„Jo, werklich!“

Saarländer und Pfälzer im Feiertags-Shoppingduell

Trotz Feiertag sind die Geschäfte an Maria Himmelfahrt in Homburg geöffnet. FOTO: Stadt Homburg

Seit Jahren profitiert die Pfalz davon, dass das benachbarte Saarland Mariä Himmelfahrt als Feiertag begeht. Käufer kommen dann zum Shoppen über die Landesgrenze. Diesmal ist es anders: Ein saarländischer Ort öffnet seine Geschäfte. Die Kirche kritisiert das - augenzwinkernd.

Die Verbalgeschütze sind aufgefahren, der Kampf um Einkäufer hat begonnen - hier, im südwestlichsten Zipfel Deutschlands. Es geht um Mariä Himmelfahrt, das an diesem Donnerstag (15. August) im sehr katholischen Saarland ein gesetzlicher Feiertag ist, aber im benachbarten Rheinland-Pfalz nicht. Von jeher fahren an diesem Tag daher viele Saarländer zum Shoppen über die Landesgrenze.

Doch dieses Mal soll alles anders werden. „Ihr müsst am Feiertag nicht in die Pfalz!“, heißt es frohlockend aus dem saarländischen Homburg. „Jo, werklich!“ Erstmals werde es in der Stadt mit rund 40 000 Einwohnern einen verkaufsoffenen Feiertag im Saarland geben, und zwar den einzigen an diesem Tag an der Saar.

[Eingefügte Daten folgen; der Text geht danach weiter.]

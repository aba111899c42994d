//! # Structured log subscriber.
//!
//! [`LogWriter`] turns runtime events into `tracing` records, one line per
//! transition or failure, with stable field names. This is the operator's
//! main window into an unattended deployment.

use async_trait::async_trait;
use tracing::{debug, error, info, warn};

use crate::events::{Event, EventKind};
use crate::subscribers::Subscribe;

/// Emits every runtime event as a structured log record.
pub struct LogWriter;

#[async_trait]
impl Subscribe for LogWriter {
    async fn on_event(&self, e: &Event) {
        let camera = e.camera.as_deref().unwrap_or("-");
        match e.kind {
            EventKind::SessionStarting => {
                info!(camera, "session starting");
            }
            EventKind::StateChanged => {
                let from = e.from.map(|s| s.as_label()).unwrap_or("?");
                let to = e.to.map(|s| s.as_label()).unwrap_or("?");
                debug!(camera, from, to, "state changed");
            }
            EventKind::ResolveFailed => {
                warn!(
                    camera,
                    attempt = e.attempt,
                    reason = e.reason.as_deref(),
                    "live acquisition failed"
                );
            }
            EventKind::LaunchFailed => {
                warn!(
                    camera,
                    attempt = e.attempt,
                    reason = e.reason.as_deref(),
                    "transcoder launch failed"
                );
            }
            EventKind::LiveStarted => {
                info!(camera, pid = e.pid, "live stream up");
            }
            EventKind::PlaceholderStarted => {
                info!(camera, pid = e.pid, "placeholder stream up");
            }
            EventKind::ProcessExited => match e.exit_code {
                Some(0) => info!(camera, kind = e.reason.as_deref(), "transcoder exited cleanly"),
                code => warn!(
                    camera,
                    kind = e.reason.as_deref(),
                    exit_code = code,
                    "transcoder exited"
                ),
            },
            EventKind::StallDetected => {
                warn!(camera, idle_ms = e.idle_ms, "no transcoder output; restarting");
            }
            EventKind::BackoffScheduled => {
                info!(
                    camera,
                    delay_ms = e.delay_ms,
                    attempt = e.attempt,
                    reason = e.reason.as_deref(),
                    "retry scheduled"
                );
            }
            EventKind::ShutdownRequested => {
                info!("shutdown requested");
            }
            EventKind::SessionStopped => {
                info!(camera, "session stopped");
            }
            EventKind::SessionDead => {
                error!(camera, reason = e.reason.as_deref(), "session terminated fatally");
            }
            EventKind::AllStoppedWithin => {
                info!("all sessions stopped within grace");
            }
            EventKind::GraceExceeded => {
                error!("grace period exceeded");
            }
        }
    }

    fn name(&self) -> &'static str {
        "log"
    }
}
//! # Watchdog: output staleness detection.
//!
//! A process can be alive yet stuck — a network stall mid-stream leaves
//! ffmpeg running while nothing reaches the sink. Plain exit detection
//! misses that, so the session additionally polls the process's
//! [`ActivityProbe`] on a fixed period and treats an age beyond the
//! threshold as a stall.
//!
//! The watchdog itself is just the two durations and the comparison; the
//! session owns the timer so that staleness checks stay inside its
//! single-writer loop.

use tokio::time::{self, Duration, Instant, Interval, MissedTickBehavior};

use crate::process::ActivityProbe;

/// Staleness detector parameters.
#[derive(Clone, Copy, Debug)]
pub struct Watchdog {
    /// Poll period.
    pub period: Duration,
    /// Maximum tolerated output silence while a process claims to run.
    pub threshold: Duration,
}

impl Watchdog {
    /// Builds the poll timer. The first tick fires one period from now, not
    /// immediately.
    pub fn timer(&self) -> Interval {
        let mut interval = time::interval_at(Instant::now() + self.period, self.period);
        interval.set_missed_tick_behavior(MissedTickBehavior::Delay);
        interval
    }

    /// Returns the observed idle duration when the probe is stale.
    pub fn staleness(&self, probe: &ActivityProbe) -> Option<Duration> {
        let age = probe.age();
        (age > self.threshold).then_some(age)
    }
}

impl Default for Watchdog {
    /// `period = 5s`, `threshold = 30s`.
    fn default() -> Self {
        Self {
            period: Duration::from_secs(5),
            threshold: Duration::from_secs(30),
        }
    }
}
//! # ffmpeg-backed transcoder.
//!
//! [`FfmpegTranscoder`] launches `ffmpeg` to re-multiplex a source into the
//! configured sink:
//! - live sources are stream-copied (`-i <url>`);
//! - placeholder clips loop forever at native rate (`-re -stream_loop -1`).
//!
//! stderr is continuously drained: every line touches the process's
//! [`ActivityProbe`] and is logged at debug level. `-progress pipe:2` keeps
//! lines flowing while the pipeline moves, which is what makes stderr
//! activity a usable staleness signal.
//!
//! Stopping writes ffmpeg's interactive quit command (`q`) to its stdin so
//! the muxer can flush, then kills after the grace period.

use std::path::PathBuf;
use std::process::Stdio;
use std::time::Duration;

use async_trait::async_trait;
use tokio::io::{AsyncBufReadExt, AsyncWriteExt, BufReader};
use tokio::process::{Child, ChildStdin, Command};
use tokio::task::JoinHandle;
use tokio::time::Instant;
use tracing::debug;

use crate::process::handle::{Exit, ProcessError, ProcessHandle, Transcoder};
use crate::process::probe::ActivityProbe;
use crate::source::{SourceKind, StreamSource};

/// Launches ffmpeg processes for camera sessions.
pub struct FfmpegTranscoder {
    program: PathBuf,
    output_args: Vec<String>,
}

impl FfmpegTranscoder {
    /// Creates a transcoder invoking the given executable with default
    /// output arguments (stream copy into an MPEG-TS container).
    pub fn new(program: impl Into<PathBuf>) -> Self {
        Self {
            program: program.into(),
            output_args: ["-c", "copy", "-f", "mpegts"]
                .iter()
                .map(|s| s.to_string())
                .collect(),
        }
    }

    /// Replaces the output argument set (codecs, container, bitrates).
    pub fn with_output_args(mut self, args: Vec<String>) -> Self {
        if !args.is_empty() {
            self.output_args = args;
        }
        self
    }

    /// Builds the full argument vector for one invocation.
    fn build_args(&self, source: &StreamSource, sink: &str) -> Vec<String> {
        let mut args: Vec<String> = vec![
            "-hide_banner".into(),
            "-v".into(),
            "warning".into(),
            "-progress".into(),
            "pipe:2".into(),
        ];

        match source.kind {
            SourceKind::Live => {}
            SourceKind::Placeholder => {
                args.extend(["-re".into(), "-stream_loop".into(), "-1".into()]);
            }
        }
        args.extend(["-i".into(), source.locator.clone()]);
        args.extend(self.output_args.iter().cloned());
        args.push(sink.to_string());
        args
    }
}

#[async_trait]
impl Transcoder for FfmpegTranscoder {
    async fn start(
        &self,
        camera: &str,
        source: &StreamSource,
        sink: &str,
    ) -> Result<Box<dyn ProcessHandle>, ProcessError> {
        let args = self.build_args(source, sink);
        debug!(camera, kind = source.kind.as_label(), "spawning transcoder");

        let mut child = Command::new(&self.program)
            .args(&args)
            .stdin(Stdio::piped())
            .stdout(Stdio::null())
            .stderr(Stdio::piped())
            .kill_on_drop(true)
            .spawn()?;

        let stdin = child.stdin.take();
        let probe = ActivityProbe::new();
        let stderr_task = child.stderr.take().map(|stderr| {
            let probe = probe.clone();
            let camera = camera.to_string();
            tokio::spawn(async move {
                let mut lines = BufReader::new(stderr).lines();
                while let Ok(Some(line)) = lines.next_line().await {
                    probe.touch();
                    debug!(camera = %camera, "transcoder: {line}");
                }
            })
        });

        Ok(Box::new(FfmpegProcess {
            child,
            stdin,
            kind: source.kind,
            started_at: Instant::now(),
            probe,
            stderr_task,
        }))
    }
}

/// One running ffmpeg instance.
struct FfmpegProcess {
    child: Child,
    stdin: Option<ChildStdin>,
    kind: SourceKind,
    started_at: Instant,
    probe: ActivityProbe,
    stderr_task: Option<JoinHandle<()>>,
}

#[async_trait]
impl ProcessHandle for FfmpegProcess {
    fn kind(&self) -> SourceKind {
        self.kind
    }

    fn pid(&self) -> Option<u32> {
        self.child.id()
    }

    fn started_at(&self) -> Instant {
        self.started_at
    }

    fn probe(&self) -> ActivityProbe {
        self.probe.clone()
    }

    async fn wait(&mut self) -> Exit {
        match self.child.wait().await {
            Ok(status) => Exit::from_status(status),
            Err(_) => Exit::Signaled,
        }
    }

    async fn stop(mut self: Box<Self>, grace: Duration) -> Exit {
        let exit = match self.child.try_wait() {
            Ok(Some(status)) => Exit::from_status(status),
            _ => {
                // Ask ffmpeg to quit and flush; closing stdin afterwards
                // covers builds that only react to EOF.
                if let Some(mut stdin) = self.stdin.take() {
                    let _ = stdin.write_all(b"q\n").await;
                    let _ = stdin.shutdown().await;
                }
                match tokio::time::timeout(grace, self.child.wait()).await {
                    Ok(Ok(status)) => Exit::from_status(status),
                    Ok(Err(_)) => Exit::Signaled,
                    Err(_elapsed) => {
                        let _ = self.child.kill().await;
                        Exit::Signaled
                    }
                }
            }
        };
        if let Some(task) = self.stderr_task.take() {
            task.abort();
        }
        exit
    }
}

#[cfg(test)]
mod tests {
    use super::*;
    use std::path::Path;

    #[test]
    fn placeholder_args_loop_the_clip() {
        let t = FfmpegTranscoder::new("ffmpeg");
        let src = StreamSource::placeholder(Path::new("idle.mp4"));
        let args = t.build_args(&src, "rtmp://sink/porch");

        let loop_at = args.iter().position(|a| a == "-stream_loop");
        assert!(args.contains(&"-re".to_string()));
        assert_eq!(args[loop_at.unwrap() + 1], "-1");
        let input_at = args.iter().position(|a| a == "-i").unwrap();
        assert_eq!(args[input_at + 1], "idle.mp4");
        assert_eq!(args.last().map(String::as_str), Some("rtmp://sink/porch"));
    }

    #[test]
    fn live_args_feed_the_locator_straight_in() {
        let t = FfmpegTranscoder::new("ffmpeg");
        let src = StreamSource::live("rtsps://cloud/feed", None);
        let args = t.build_args(&src, "rtmp://sink/porch");

        assert!(!args.contains(&"-stream_loop".to_string()));
        let input_at = args.iter().position(|a| a == "-i").unwrap();
        assert_eq!(args[input_at + 1], "rtsps://cloud/feed");
    }

    #[test]
    fn custom_output_args_replace_defaults() {
        let t = FfmpegTranscoder::new("ffmpeg")
            .with_output_args(vec!["-c:v".into(), "copy".into(), "-f".into(), "flv".into()]);
        let src = StreamSource::live("rtsps://cloud/feed", None);
        let args = t.build_args(&src, "rtmp://sink/porch");

        assert!(args.contains(&"flv".to_string()));
        assert!(!args.contains(&"mpegts".to_string()));
    }

    #[test]
    fn progress_reporting_always_on() {
        let t = FfmpegTranscoder::new("ffmpeg");
        let src = StreamSource::live("rtsps://cloud/feed", None);
        let args = t.build_args(&src, "out.ts");
        let p = args.iter().position(|a| a == "-progress").unwrap();
        assert_eq!(args[p + 1], "pipe:2");
    }
}
//! Stream source acquisition.
//!
//! ## Contents
//! - [`Resolver`] — the cloud camera client contract
//! - [`StreamSource`], [`SourceKind`] — what the transcoder is fed
//! - [`ResolveError`] — typed failure taxonomy the session routes on
//! - [`HttpResolver`] — REST binding of the contract

mod http;
mod resolver;

pub use http::HttpResolver;
pub use resolver::{ResolveError, Resolver, ResolverRef, SourceKind, StreamSource};
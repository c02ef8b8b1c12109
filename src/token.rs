//! Signed join-token scheme.
//!
//! A token binds a client to exactly one `(publicUrl, roomId, clientId)`
//! triple for a short lifetime. The subject claim is always the literal
//! string `"joinRoom"` — this isn't a normal JWT audience/subject, it's a
//! fixed marker that lets a verifier reject tokens minted for some other
//! purpose that happen to share the signing secret.

use std::time::{Duration, SystemTime, UNIX_EPOCH};

use jsonwebtoken::{decode, encode, Algorithm, DecodingKey, EncodingKey, Header, Validation};
use serde::{Deserialize, Serialize};
use thiserror::Error;

/// The fixed `sub` claim every join token must carry.
pub const JOIN_SUBJECT: &str = "joinRoom";

/// Default token lifetime when the caller doesn't specify one.
pub const DEFAULT_TTL: Duration = Duration::from_secs(60);

/// The decoded payload of a join token.
#[derive(Debug, Clone, Serialize, Deserialize)]
pub struct TokenClaims {
    pub sub: String,
    pub exp: usize,
    #[serde(rename = "publicUrl")]
    pub public_url: String,
    #[serde(rename = "roomId")]
    pub room_id: String,
    #[serde(rename = "roomProperties", skip_serializing_if = "Option::is_none")]
    pub room_properties: Option<serde_json::Value>,
    #[serde(rename = "clientId")]
    pub client_id: String,
    #[serde(rename = "clientProperties", skip_serializing_if = "Option::is_none")]
    pub client_properties: Option<serde_json::Value>,
    /// Restricts the token to joining a room that already exists: this
    /// implementation rejects a `joinOnly` token aimed at a room that
    /// doesn't exist yet rather than silently ignoring the flag; see
    /// DESIGN.md.
    #[serde(rename = "joinOnly", default, skip_serializing_if = "Option::is_none")]
    pub join_only: Option<bool>,
}

/// Inputs to [`generate`]; mirrors the fields of [`TokenClaims`] minus `sub`/`exp`.
pub struct GenerateTokenOpts {
    pub public_url: String,
    pub room_id: String,
    pub room_properties: Option<serde_json::Value>,
    pub client_id: String,
    pub client_properties: Option<serde_json::Value>,
    pub join_only: Option<bool>,
    pub ttl: Option<Duration>,
}

#[derive(Debug, Error)]
pub enum TokenError {
    #[error("failed to sign token: {0}")]
    Sign(jsonwebtoken::errors::Error),
    #[error("authentication failed: {0}")]
    Verify(#[from] VerifyError),
}

#[derive(Debug, Error)]
pub enum VerifyError {
    #[error("malformed or unverifiable token")]
    Malformed(jsonwebtoken::errors::Error),
    #[error("token expired")]
    Expired,
    #[error("token subject is not \"joinRoom\"")]
    WrongSubject,
}

/// Sign a new join token with the shared secret.
pub fn generate(secret: &str, opts: GenerateTokenOpts) -> Result<String, TokenError> {
    let ttl = opts.ttl.unwrap_or(DEFAULT_TTL);
    let exp = now_secs() + ttl.as_secs() as usize;
    let claims = TokenClaims {
        sub: JOIN_SUBJECT.to_string(),
        exp,
        public_url: opts.public_url,
        room_id: opts.room_id,
        room_properties: opts.room_properties,
        client_id: opts.client_id,
        client_properties: opts.client_properties,
        join_only: opts.join_only,
    };
    encode(
        &Header::new(Algorithm::HS256),
        &claims,
        &EncodingKey::from_secret(secret.as_bytes()),
    )
    .map_err(TokenError::Sign)
}

/// Verify a presented token against the shared secret, requiring the
/// `joinRoom` subject.
pub fn verify(secret: &str, token: &str) -> Result<TokenClaims, VerifyError> {
    let mut validation = Validation::new(Algorithm::HS256);
    validation.set_required_spec_claims(&["exp"]);
    validation.sub = Some(JOIN_SUBJECT.to_string());

    let data = decode::<TokenClaims>(token, &DecodingKey::from_secret(secret.as_bytes()), &validation)
        .map_err(|err| match err.kind() {
            jsonwebtoken::errors::ErrorKind::ExpiredSignature => VerifyError::Expired,
            jsonwebtoken::errors::ErrorKind::InvalidSubject => VerifyError::WrongSubject,
            _ => VerifyError::Malformed(err),
        })?;

    if data.claims.sub != JOIN_SUBJECT {
        return Err(VerifyError::WrongSubject);
    }
    Ok(data.claims)
}

fn now_secs() -> usize {
    SystemTime::now()
        .duration_since(UNIX_EPOCH)
        .expect("system clock before epoch")
        .as_secs() as usize
}

#[cfg(test)]
mod tests {
    use super::*;

    #[test]
    fn round_trips_through_sign_and_verify() {
        let secret = "test-secret";
        let token = generate(
            secret,
            GenerateTokenOpts {
                public_url: "rs-a".into(),
                room_id: "R1".into(),
                room_properties: None,
                client_id: "C1".into(),
                client_properties: Some(serde_json::json!({"name": "alice"})),
                join_only: None,
                ttl: None,
            },
        )
        .expect("sign");

        let claims = verify(secret, &token).expect("verify");
        assert_eq!(claims.sub, JOIN_SUBJECT);
        assert_eq!(claims.public_url, "rs-a");
        assert_eq!(claims.room_id, "R1");
        assert_eq!(claims.client_id, "C1");
        assert_eq!(claims.client_properties, Some(serde_json::json!({"name": "alice"})));
    }

    #[test]
    fn rejects_wrong_secret() {
        let token = generate(
            "secret-a",
            GenerateTokenOpts {
                public_url: "rs-a".into(),
                room_id: "R1".into(),
                room_properties: None,
                client_id: "C1".into(),
                client_properties: None,
                join_only: None,
                ttl: None,
            },
        )
        .unwrap();
        let err = verify("secret-b", &token).unwrap_err();
        assert!(matches!(err, VerifyError::Malformed(_)));
    }

    #[test]
    fn rejects_expired_token() {
        let token = generate(
            "secret",
            GenerateTokenOpts {
                public_url: "rs-a".into(),
                room_id: "R1".into(),
                room_properties: None,
                client_id: "C1".into(),
                client_properties: None,
                join_only: None,
                ttl: Some(Duration::from_secs(0)),
            },
        )
        .unwrap();
        std::thread::sleep(Duration::from_secs(1));
        let err = verify("secret", &token).unwrap_err();
        assert!(matches!(err, VerifyError::Expired));
    }
}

„Wir hoffen, dass wir ein Stück vom Kuchen abbekommen“, sagt die Vorsitzende des Gewerbevereins Homburg, Annette Germann, mit Blick auf einkaufswillige Bummler. Rund 50 Geschäfte warten in Homburg von 13.00 Uhr bis 18.00 Uhr auf Kunden. Und: Stadt und Verein stellen ein umfassendes Rahmenprogramm zusammen - mit XXL-Hüpfburg, Straßenmusik und Street Food. Man habe sich ganz viel Mühe gegeben.